Let $(\Omega ,\mathcal{F},\{\mathcal{F}\}_{t\ge 0},\mathbb{P}) $ be a filtered probability space. We define the class of functions ,$\mathcal {V} =\mathcal {V}(t,T)$, as follow
$$\psi(t,\omega):[0,\infty)\times\Omega\to\mathbb{R}$$
such that
- $(t,\omega)\to \psi(t,\omega)$ is $\mathcal{B}\times\mathcal{F}$ where $\mathcal{B}$ denotes the Borel algebra on $[0,\infty)$.
- $\psi(t,\omega)$ is $\mathcal{F}_t$ adapted.
- $\mathbb{E}\left[\int_{t}^{T}\psi^2(s,\omega)ds\right]<\infty$
In this case, we have
$$\mathbb{E}\left[\int_{t}^{T}\psi(s,\omega)dW_s\right]=0$$
Remark
If $M_t$ be an an arbitrary martingale with respect to $\{\mathcal{F}\}_{t\ge 0}$ and $\psi(.,\omega)$ be bounded then $\int_{t}^{T}\psi(s,\omega)dM_s$ is a martingale,and
$$\mathbb{E}\left[\int_{t}^{T}\psi(s,\omega)dM_s\right]=0$$
Counter Example
The Constant elasticity of variance model ,CEV, describes a process which evolves according to the following stochastic differential equation:
$$dS_t=\mu S_t dt+\sigma S_t^{\gamma} dW_t\tag 1$$
where The constant parameters $\mu\,,\sigma$ and $\gamma $ satisfy the conditions: $\mu\in\mathbb{R}$, $\sigma\ge 0$ and $\gamma\ge 0$.
The parameter $ \gamma $ controls the relationship between volatility
and price, and is the central feature of the model.

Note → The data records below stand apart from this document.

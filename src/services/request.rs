// src/services/request.rs

//! Request engine: one logical upstream request with retries, adaptive
//! rate-limit backoff, jitter and cancellation.
//!
//! ```text
//! Idle → Sending ─┬─ success ─────────────────────────→ Ok(body)
//!                 ├─ transport error / 5xx → sleep base*n → Sending
//!                 ├─ rate limited → backoff×factor, sleep → Sending
//!                 ├─ 404 / other status / bad JSON / business error → Err
//!                 └─ attempts exhausted → Err
//! ```

use std::collections::HashSet;
use std::sync::Arc;
use std::sync::atomic::{AtomicU64, Ordering};
use std::time::Duration;

use serde_json::Value;
use tokio_util::sync::CancellationToken;

use super::backoff::{Backoff, jittered, pause_duration};
use super::transport::{ApiRequest, Transport};
use crate::error::FetchError;
use crate::models::{BusinessConfig, Config, PauseRange};

/// Attempt budget of one call.
#[derive(Debug, Clone, Copy, PartialEq, Eq)]
pub struct RetryPolicy {
    /// Total attempts, the first one included
    pub max_attempts: u32,
    /// Transport retry `n` sleeps `n * base_delay`
    pub base_delay: Duration,
}

impl RetryPolicy {
    pub fn new(max_attempts: u32, base_delay: Duration) -> Self {
        Self {
            max_attempts: max_attempts.max(1),
            base_delay,
        }
    }
}

/// How a parsed body's business code reads.
#[derive(Debug, Clone, PartialEq)]
enum Verdict {
    Success,
    RateLimited,
    Rejected { code: String, message: String },
}

/// Business status interpretation.
#[derive(Debug, Clone)]
struct StatusRules {
    code_field: String,
    message_field: String,
    success: HashSet<String>,
    rate_limit: HashSet<String>,
}

impl StatusRules {
    fn from_config(config: &BusinessConfig) -> Self {
        Self {
            code_field: config.code_field.clone(),
            message_field: config.message_field.clone(),
            success: config.success_codes.iter().cloned().collect(),
            rate_limit: config.rate_limit_codes.iter().cloned().collect(),
        }
    }

    /// Bodies without a code field (static resources, bare lists) pass.
    fn classify(&self, body: &Value) -> Verdict {
        let code = match body.get(&self.code_field) {
            None | Some(Value::Null) => return Verdict::Success,
            Some(Value::String(s)) => s.trim().to_string(),
            Some(other) => other.to_string(),
        };

        if self.success.contains(&code) {
            Verdict::Success
        } else if self.rate_limit.contains(&code) {
            Verdict::RateLimited
        } else {
            let message = body
                .get(&self.message_field)
                .and_then(Value::as_str)
                .unwrap_or_default()
                .to_string();
            Verdict::Rejected { code, message }
        }
    }
}

/// What one attempt concluded.
enum Attempt {
    Done(Result<Value, FetchError>),
    Transient(String),
    Throttled,
}

/// Counters for run summaries.
#[derive(Debug, Default)]
struct Counters {
    requests: AtomicU64,
    transport_retries: AtomicU64,
    rate_limit_signals: AtomicU64,
    failures: AtomicU64,
}

/// Point-in-time copy of the engine counters.
#[derive(Debug, Clone, Copy, Default, PartialEq, Eq)]
pub struct EngineStats {
    pub requests: u64,
    pub transport_retries: u64,
    pub rate_limit_signals: u64,
    pub failures: u64,
}

/// Shared request engine. One instance per run; share it through `Arc`.
pub struct RequestEngine {
    transport: Arc<dyn Transport>,
    backoff: Backoff,
    rules: StatusRules,
    jitter_ratio: f64,
    cancel: CancellationToken,
    counters: Counters,
}

impl RequestEngine {
    pub fn new(transport: Arc<dyn Transport>, config: &Config) -> Self {
        Self {
            transport,
            backoff: Backoff::from_config(&config.backoff),
            rules: StatusRules::from_config(&config.business),
            jitter_ratio: config.backoff.jitter_ratio,
            cancel: CancellationToken::new(),
            counters: Counters::default(),
        }
    }

    /// Tie the engine to an externally owned cancellation token.
    pub fn with_cancellation(mut self, token: CancellationToken) -> Self {
        self.cancel = token;
        self
    }

    pub fn backoff(&self) -> &Backoff {
        &self.backoff
    }

    pub fn cancellation(&self) -> &CancellationToken {
        &self.cancel
    }

    pub fn stats(&self) -> EngineStats {
        EngineStats {
            requests: self.counters.requests.load(Ordering::Relaxed),
            transport_retries: self.counters.transport_retries.load(Ordering::Relaxed),
            rate_limit_signals: self.counters.rate_limit_signals.load(Ordering::Relaxed),
            failures: self.counters.failures.load(Ordering::Relaxed),
        }
    }

    /// Execute `request` until it succeeds or the policy gives up.
    ///
    /// Returns the parsed JSON body of the successful response.
    pub async fn execute(
        &self,
        request: &ApiRequest,
        policy: RetryPolicy,
    ) -> Result<Value, FetchError> {
        let result = self.run(request, policy).await;
        if let Err(e) = &result {
            self.counters.failures.fetch_add(1, Ordering::Relaxed);
            log::debug!("{} failed: {} ({})", request.url, e, e.kind());
        }
        result
    }

    async fn run(&self, request: &ApiRequest, policy: RetryPolicy) -> Result<Value, FetchError> {
        let max_attempts = policy.max_attempts.max(1);
        let mut attempt = 0u32;

        loop {
            attempt += 1;
            if self.cancel.is_cancelled() {
                return Err(FetchError::Cancelled);
            }

            let delay = match self.attempt(request).await? {
                Attempt::Done(result) => return result,
                Attempt::Transient(message) => {
                    log::warn!(
                        "Request to {} failed (attempt {}/{}): {}",
                        request.url,
                        attempt,
                        max_attempts,
                        message
                    );
                    if attempt >= max_attempts {
                        return Err(FetchError::Transport {
                            attempts: attempt,
                            message,
                        });
                    }
                    self.counters
                        .transport_retries
                        .fetch_add(1, Ordering::Relaxed);
                    policy.base_delay * attempt
                }
                Attempt::Throttled => {
                    self.counters
                        .rate_limit_signals
                        .fetch_add(1, Ordering::Relaxed);
                    let delay = self.backoff.on_rate_limited();
                    log::warn!(
                        "Rate limited on {} (attempt {}/{}), backing off {:?}",
                        request.url,
                        attempt,
                        max_attempts,
                        delay
                    );
                    if attempt >= max_attempts {
                        return Err(FetchError::RateLimited { attempts: attempt });
                    }
                    delay
                }
            };

            self.sleep(jittered(delay, self.jitter_ratio)).await?;
        }
    }

    /// Send once and classify the outcome.
    async fn attempt(&self, request: &ApiRequest) -> Result<Attempt, FetchError> {
        self.counters.requests.fetch_add(1, Ordering::Relaxed);

        let sent = tokio::select! {
            biased;
            _ = self.cancel.cancelled() => return Err(FetchError::Cancelled),
            sent = self.transport.send(request) => sent,
        };

        let response = match sent {
            Ok(response) => response,
            Err(e) => return Ok(Attempt::Transient(e.message)),
        };

        match response.status {
            200..=299 => {}
            404 => return Ok(Attempt::Done(Err(FetchError::NotFound))),
            429 => return Ok(Attempt::Throttled),
            500..=599 => return Ok(Attempt::Transient(format!("HTTP {}", response.status))),
            status => return Ok(Attempt::Done(Err(FetchError::Status(status)))),
        }

        let body: Value = match serde_json::from_str(&response.body) {
            Ok(body) => body,
            Err(e) => {
                return Ok(Attempt::Done(Err(FetchError::MalformedResponse {
                    message: e.to_string(),
                })));
            }
        };

        Ok(match self.rules.classify(&body) {
            Verdict::Success => {
                self.backoff.on_success();
                Attempt::Done(Ok(body))
            }
            Verdict::RateLimited => Attempt::Throttled,
            Verdict::Rejected { code, message } => {
                Attempt::Done(Err(FetchError::Upstream { code, message }))
            }
        })
    }

    /// Polite randomized pause between pages or entities.
    pub async fn pause(&self, range: PauseRange) -> Result<(), FetchError> {
        self.sleep(pause_duration(range)).await
    }

    async fn sleep(&self, duration: Duration) -> Result<(), FetchError> {
        if duration.is_zero() {
            return Ok(());
        }
        tokio::select! {
            biased;
            _ = self.cancel.cancelled() => Err(FetchError::Cancelled),
            _ = tokio::time::sleep(duration) => Ok(()),
        }
    }
}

When $ \gamma <1$
we see the so-called leverage effect, commonly observed in equity
markets, where the volatility of a stock increases as its price falls.
Conversely, in commodity markets, we often observe $\gamma>1$
so-called inverse leverage effect, whereby the volatility of the price
of a commodity tends to increase as its price increases.
I use the standard technique, I can integrate, take expectations, differentiate
with respect to time and solve by ODE techniques !! . Now, I write the equation $(1)$ in integral form
$$S_t=S_0+\mu\int_{0}^{t}S_u du+\sigma\int_{0}^{t}S_u^\gamma dW_u\tag 2$$
It is known that the expectation of a stochastic integral is zero, thus
$$\mathbb{E}[S_t]=S_0+\mu\int_{0}^{t}\mathbb{E} [S_u] du\tag 3$$
This can be differentiated to obtain the ordinary differential equation
$$\frac{d\mathbb{E}[S_t]}{dt}=\mu \mathbb{E}[S_t]\tag 4$$
which has the unique solution
$$\mathbb{E}[S_t]=S_0e^{\mu t}$$
Indeed this procedure is so wrong . For $\gamma> 1$, $$\mathbb{E}[S_t]<S_0e^{\mu t}\tag 5$$. Indeed, if $\gamma> 1$ then the local martingale property holds and $\int_{0}^{t}S_u^\gamma dW_u$ is not a proper martingale, and has strictly negative expectation at all positive times. The reason that the martingale property fails here for $\gamma>1$ is that the coefficient $\sigma S_t^\gamma$ of $dW_t$ grows too fast in $\ S_t$.